The hon. Gentleman is making an interesting speech, and I speak as an Oxford graduate, so my experience is, in that respect, somewhat similar to his. He has touched on an interesting issue as far as the attitude of the tutor, and his resistance to someone different, is concerned. Does that not support a transparent admissions policy, in which the student, and the institution presenting the student to the university, are aware, before the student applies, of the criteria that will be used?
I thank the hon. Gentleman for his helpful intervention. That is absolutely right. Transparency is, in a sense, everything. As long as people know where they stand, they will be able to see what they ought to do. It is a tremendously beneficial reform for the Russell group to have said which subjects it views as being proper subjects, because now pupils from across the country can say, “If I do history, classics and double maths, I have a really good chance of getting in, if I do well; but if I do knitting and photography, I won’t have a very good chance of getting into the top-rate universities. My chances and opportunities will be limited.” It is absolutely right to let people know at an early stage the way that they ought to be going. Understanding the interview process when one applies to a university is also extremely helpful. If one is going from a public school to Oxford, one will be very well trained in what to expect in the interview, and that should be made as widely available as possible to people from other schools and backgrounds. I agree with the hon. Gentleman on his point on transparency.

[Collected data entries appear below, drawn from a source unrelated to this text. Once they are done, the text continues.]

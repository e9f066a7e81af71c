//! Short-lived cache for document reads.
//!
//! Only read paths go through it. Writers always fetch from the store, and
//! drop the entry once their commit lands. Each path carries a generation that
//! every invalidation bumps; a reader passes the generation it saw before its
//! fetch, and its result is discarded if a write happened in the meantime.

use std::collections::HashMap;
use std::sync::{Mutex, MutexGuard, PoisonError};
use std::time::{Duration, Instant};

use store::VersionedDocument;

struct Entry {
    document: VersionedDocument,
    fetched_at: Instant,
}

#[derive(Default)]
struct Paths {
    entries: HashMap<String, Entry>,
    generations: HashMap<String, u64>,
}

pub(crate) struct ReadCache {
    ttl: Duration,
    paths: Mutex<Paths>,
}

impl ReadCache {
    /// A zero `ttl` disables caching.
    pub(crate) fn new(ttl: Duration) -> Self {
        Self {
            ttl,
            paths: Mutex::new(Paths::default()),
        }
    }

    fn lock(&self) -> MutexGuard<'_, Paths> {
        self.paths.lock().unwrap_or_else(PoisonError::into_inner)
    }

    pub(crate) fn get(&self, path: &str) -> Option<VersionedDocument> {
        if self.ttl.is_zero() {
            return None;
        }
        let mut paths = self.lock();
        paths.entries.retain(|_, e| e.fetched_at.elapsed() < self.ttl);
        paths.entries.get(path).map(|e| e.document.clone())
    }

    /// Current generation of `path`; take it before fetching.
    pub(crate) fn generation(&self, path: &str) -> u64 {
        self.lock().generations.get(path).copied().unwrap_or(0)
    }

    /// Cache a document fetched under `generation`, unless the path has been
    /// invalidated since.
    pub(crate) fn insert(&self, path: &str, document: VersionedDocument, generation: u64) {
        if self.ttl.is_zero() {
            return;
        }
        let mut paths = self.lock();
        if paths.generations.get(path).copied().unwrap_or(0) != generation {
            return;
        }
        paths.entries.insert(
            path.to_string(),
            Entry {
                document,
                fetched_at: Instant::now(),
            },
        );
    }

    pub(crate) fn invalidate(&self, path: &str) {
        let mut paths = self.lock();
        paths.entries.remove(path);
        *paths.generations.entry(path.to_string()).or_insert(0) += 1;
    }
}

#[cfg(test)]
mod tests {
    use super::*;
    use store::VersionToken;

    fn doc(content: &str) -> VersionedDocument {
        VersionedDocument {
            content: content.as_bytes().to_vec(),
            version: VersionToken::new("t"),
        }
    }

    #[test]
    fn test_zero_ttl_never_caches() {
        let cache = ReadCache::new(Duration::ZERO);
        cache.insert("a", doc("x"), 0);
        assert!(cache.get("a").is_none());
    }

    #[test]
    fn test_entries_expire_and_invalidate() {
        let cache = ReadCache::new(Duration::from_millis(30));
        cache.insert("a", doc("x"), cache.generation("a"));
        cache.insert("b", doc("y"), cache.generation("b"));
        assert_eq!(cache.get("a").unwrap().content, b"x");

        cache.invalidate("a");
        assert!(cache.get("a").is_none());

        std::thread::sleep(Duration::from_millis(40));
        assert!(cache.get("b").is_none());
    }

    #[test]
    fn test_read_started_before_invalidation_is_not_cached() {
        let cache = ReadCache::new(Duration::from_secs(60));
        let seen = cache.generation("a");

        // a write lands while the read is in flight
        cache.invalidate("a");
        cache.insert("a", doc("old"), seen);
        assert!(cache.get("a").is_none());

        cache.insert("a", doc("new"), cache.generation("a"));
        assert_eq!(cache.get("a").unwrap().content, b"new");
    }
}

We have, I think, established that in terms of merit, the Bill has a lot of waffle in it. What it says is fundamentally subjective, cannot work in practice, and, if taken to the courts, would be impossible to adjudicate on. It is hard to see where the Bill is going, in that respect. The exemptions are glorious, because they are so splendidly old-fashioned. By and large, I rather like things being old-fashioned, and I do not normally use it as a term of disapprobation, but in this case it means that one could reintroduce the closed scholarships. At New college, Oxford, which has a close connection with Winchester, places could be reserved for Wykehamists. People may think that that is all fine and dandy, but as an Etonian, I would feel that I was being prejudiced against, and that it was wrong to give places to Wykehamists rather than Etonians—or, more seriously, to deny them to people from all over the country. Allowing the reintroduction of a system of closed scholarships cannot be what my hon. Friend the Member for Christchurch is really trying to do. That cannot be an advance for universities, and it does not make this a sensible Bill to pass.

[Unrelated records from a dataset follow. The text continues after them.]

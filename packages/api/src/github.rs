//! # GitHub contents API as a [`ContentStore`]
//!
//! Documents are files on one branch of one repository. A file's version token
//! is the blob `sha` GitHub reports for it, and GitHub itself enforces the
//! conditional write: a `PUT` carrying a stale `sha` is answered `409`.
//!
//! | Operation | Request |
//! |-----------|---------|
//! | `fetch` | `GET /repos/{owner}/{repo}/contents/{path}?ref={branch}`; files the endpoint does not inline (over 1 MB) are read from `GET /repos/{owner}/{repo}/git/blobs/{sha}`. |
//! | `commit` | `PUT /repos/{owner}/{repo}/contents/{path}` with `sha` set to the expected token. |
//! | `create` | The same `PUT` without `sha`. |
//!
//! | Status | Maps to |
//! |--------|---------|
//! | `404` | [`StoreError::NotFound`] |
//! | `409` | [`StoreError::Conflict`] |
//! | `422` on create | [`StoreError::AlreadyExists`] |
//! | anything else unsuccessful | [`StoreError::Backend`] |

use base64::engine::general_purpose::STANDARD;
use base64::Engine;
use reqwest::{Method, RequestBuilder, StatusCode, Url};
use serde::{Deserialize, Serialize};
use store::{ContentStore, StoreError, VersionToken, VersionedDocument};

use crate::settings::StoreSettings;

const USER_AGENT: &str = concat!("secretaria/", env!("CARGO_PKG_VERSION"));
const API_VERSION: &str = "2022-11-28";

#[derive(Clone)]
pub struct GitHubStore {
    client: reqwest::Client,
    api_url: Url,
    owner: String,
    repository: String,
    branch: String,
    token: String,
}

impl std::fmt::Debug for GitHubStore {
    fn fmt(&self, f: &mut std::fmt::Formatter<'_>) -> std::fmt::Result {
        f.debug_struct("GitHubStore")
            .field("api_url", &self.api_url.as_str())
            .field("owner", &self.owner)
            .field("repository", &self.repository)
            .field("branch", &self.branch)
            .finish_non_exhaustive()
    }
}

#[derive(Deserialize)]
struct ContentsResponse {
    sha: String,
    #[serde(default)]
    content: String,
    #[serde(default)]
    encoding: String,
}

#[derive(Deserialize)]
struct BlobResponse {
    content: String,
    encoding: String,
}

#[derive(Serialize)]
struct PutRequest<'a> {
    message: &'a str,
    content: String,
    #[serde(skip_serializing_if = "Option::is_none")]
    sha: Option<&'a str>,
    branch: &'a str,
}

#[derive(Deserialize)]
struct PutResponse {
    content: PutContent,
}

#[derive(Deserialize)]
struct PutContent {
    sha: String,
}

impl GitHubStore {
    pub fn new(settings: &StoreSettings) -> Result<Self, StoreError> {
        let api_url = Url::parse(settings.api_url.trim_end_matches('/'))
            .map_err(|e| StoreError::Backend(format!("invalid api_url: {e}")))?;
        let mut builder = reqwest::Client::builder().user_agent(USER_AGENT);
        if let Some(timeout) = settings.timeout() {
            builder = builder.timeout(timeout);
        }
        let client = builder
            .build()
            .map_err(|e| StoreError::Backend(e.to_string()))?;

        Ok(Self {
            client,
            api_url,
            owner: settings.owner.clone(),
            repository: settings.repository.clone(),
            branch: settings.branch.clone(),
            token: settings.token.clone(),
        })
    }

    /// `{api}/repos/{owner}/{repo}/{tail...}`, each segment percent-encoded.
    fn repo_url<'a>(&self, tail: impl IntoIterator<Item = &'a str>) -> Result<Url, StoreError> {
        let mut url = self.api_url.clone();
        url.path_segments_mut()
            .map_err(|_| StoreError::Backend(format!("api_url cannot be a base: {}", self.api_url)))?
            .pop_if_empty()
            .extend(["repos", self.owner.as_str(), self.repository.as_str()])
            .extend(tail);
        Ok(url)
    }

    fn contents_url(&self, path: &str) -> Result<Url, StoreError> {
        self.repo_url(
            std::iter::once("contents").chain(path.split('/').filter(|s| !s.is_empty())),
        )
    }

    fn request(&self, method: Method, url: Url) -> RequestBuilder {
        self.client
            .request(method, url)
            .bearer_auth(&self.token)
            .header("Accept", "application/vnd.github+json")
            .header("X-GitHub-Api-Version", API_VERSION)
    }

    async fn read_blob(&self, path: &str, sha: &str) -> Result<Vec<u8>, StoreError> {
        let url = self.repo_url(["git", "blobs", sha])?;
        let response = self
            .request(Method::GET, url)
            .send()
            .await
            .map_err(transport)?;
        let status = response.status();
        if !status.is_success() {
            let text = response.text().await.unwrap_or_default();
            return Err(status_error(status, path, false, &text));
        }
        let blob: BlobResponse = response.json().await.map_err(transport)?;
        decode_content(&blob.content, &blob.encoding)
    }

    async fn put(
        &self,
        path: &str,
        content: Vec<u8>,
        expected: Option<&VersionToken>,
        message: &str,
    ) -> Result<VersionToken, StoreError> {
        let url = self.contents_url(path)?;
        let body = PutRequest {
            message,
            content: STANDARD.encode(content),
            sha: expected.map(VersionToken::as_str),
            branch: &self.branch,
        };
        let response = self
            .request(Method::PUT, url)
            .json(&body)
            .send()
            .await
            .map_err(transport)?;

        let status = response.status();
        if !status.is_success() {
            let text = response.text().await.unwrap_or_default();
            let err = status_error(status, path, expected.is_none(), &text);
            tracing::warn!("GitHub PUT {} answered {}: {}", path, status, err);
            return Err(err);
        }
        let put: PutResponse = response.json().await.map_err(transport)?;
        tracing::info!(
            "Committed {} to {}/{}@{}: {}",
            path,
            self.owner,
            self.repository,
            self.branch,
            message
        );
        Ok(VersionToken::new(put.content.sha))
    }
}

impl ContentStore for GitHubStore {
    async fn fetch(&self, path: &str) -> Result<VersionedDocument, StoreError> {
        let mut url = self.contents_url(path)?;
        url.query_pairs_mut().append_pair("ref", &self.branch);
        tracing::debug!("GitHub GET {}", url);

        let response = self
            .request(Method::GET, url)
            .send()
            .await
            .map_err(transport)?;
        let status = response.status();
        if !status.is_success() {
            let text = response.text().await.unwrap_or_default();
            return Err(status_error(status, path, false, &text));
        }

        let file: ContentsResponse = response
            .json()
            .await
            .map_err(|e| StoreError::Backend(format!("{path} is not a file: {e}")))?;
        let content = if file.encoding == "base64" && !file.content.is_empty() {
            decode_content(&file.content, &file.encoding)?
        } else {
            self.read_blob(path, &file.sha).await?
        };

        Ok(VersionedDocument {
            content,
            version: VersionToken::new(file.sha),
        })
    }

    async fn commit(
        &self,
        path: &str,
        content: Vec<u8>,
        expected: &VersionToken,
        message: &str,
    ) -> Result<VersionToken, StoreError> {
        self.put(path, content, Some(expected), message).await
    }

    async fn create(
        &self,
        path: &str,
        content: Vec<u8>,
        message: &str,
    ) -> Result<VersionToken, StoreError> {
        self.put(path, content, None, message).await
    }
}

fn transport(e: reqwest::Error) -> StoreError {
    tracing::error!("GitHub request failed: {}", e);
    StoreError::Backend(e.to_string())
}

/// GitHub wraps base64 payloads at 60 columns.
fn decode_content(content: &str, encoding: &str) -> Result<Vec<u8>, StoreError> {
    if encoding != "base64" {
        return Err(StoreError::Backend(format!(
            "unsupported content encoding {encoding:?}"
        )));
    }
    let compact: String = content.chars().filter(|c| !c.is_ascii_whitespace()).collect();
    STANDARD
        .decode(compact)
        .map_err(|e| StoreError::Backend(format!("invalid base64 content: {e}")))
}

fn status_error(status: StatusCode, path: &str, creating: bool, body: &str) -> StoreError {
    let path = path.to_string();
    match status {
        StatusCode::NOT_FOUND => StoreError::NotFound { path },
        StatusCode::CONFLICT => StoreError::Conflict { path },
        StatusCode::UNPROCESSABLE_ENTITY if creating => StoreError::AlreadyExists { path },
        _ => StoreError::Backend(format!("GitHub answered {status} for {path}: {body}")),
    }
}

I thank the Minister for that intervention, although I must say it was rather depressingly negative and uncharacteristic of him. What we really want to be thinking about is lifting people’s spirits. In the middle ages, people saw the joy and virtue of learning.

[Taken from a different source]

//! Password hashing and session keys for local accounts.

mod password;
mod session;

pub use password::{hash_password, validate_password, verify_password, PasswordError, MIN_PASSWORD_CHARS};
pub use session::SESSION_LOGIN_KEY;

Most people did not. Many people did not achieve, not because they were stupid but because there were not enough scholarships. I went to Oxford, but I did not have a scholarship and if I had not received a grant and had my fees paid I could not have gone to Oxford and I would not have achieved. That is progress, and although I am a great admirer of the past, I think the hon. Gentleman needs to see that sometimes progress can be made.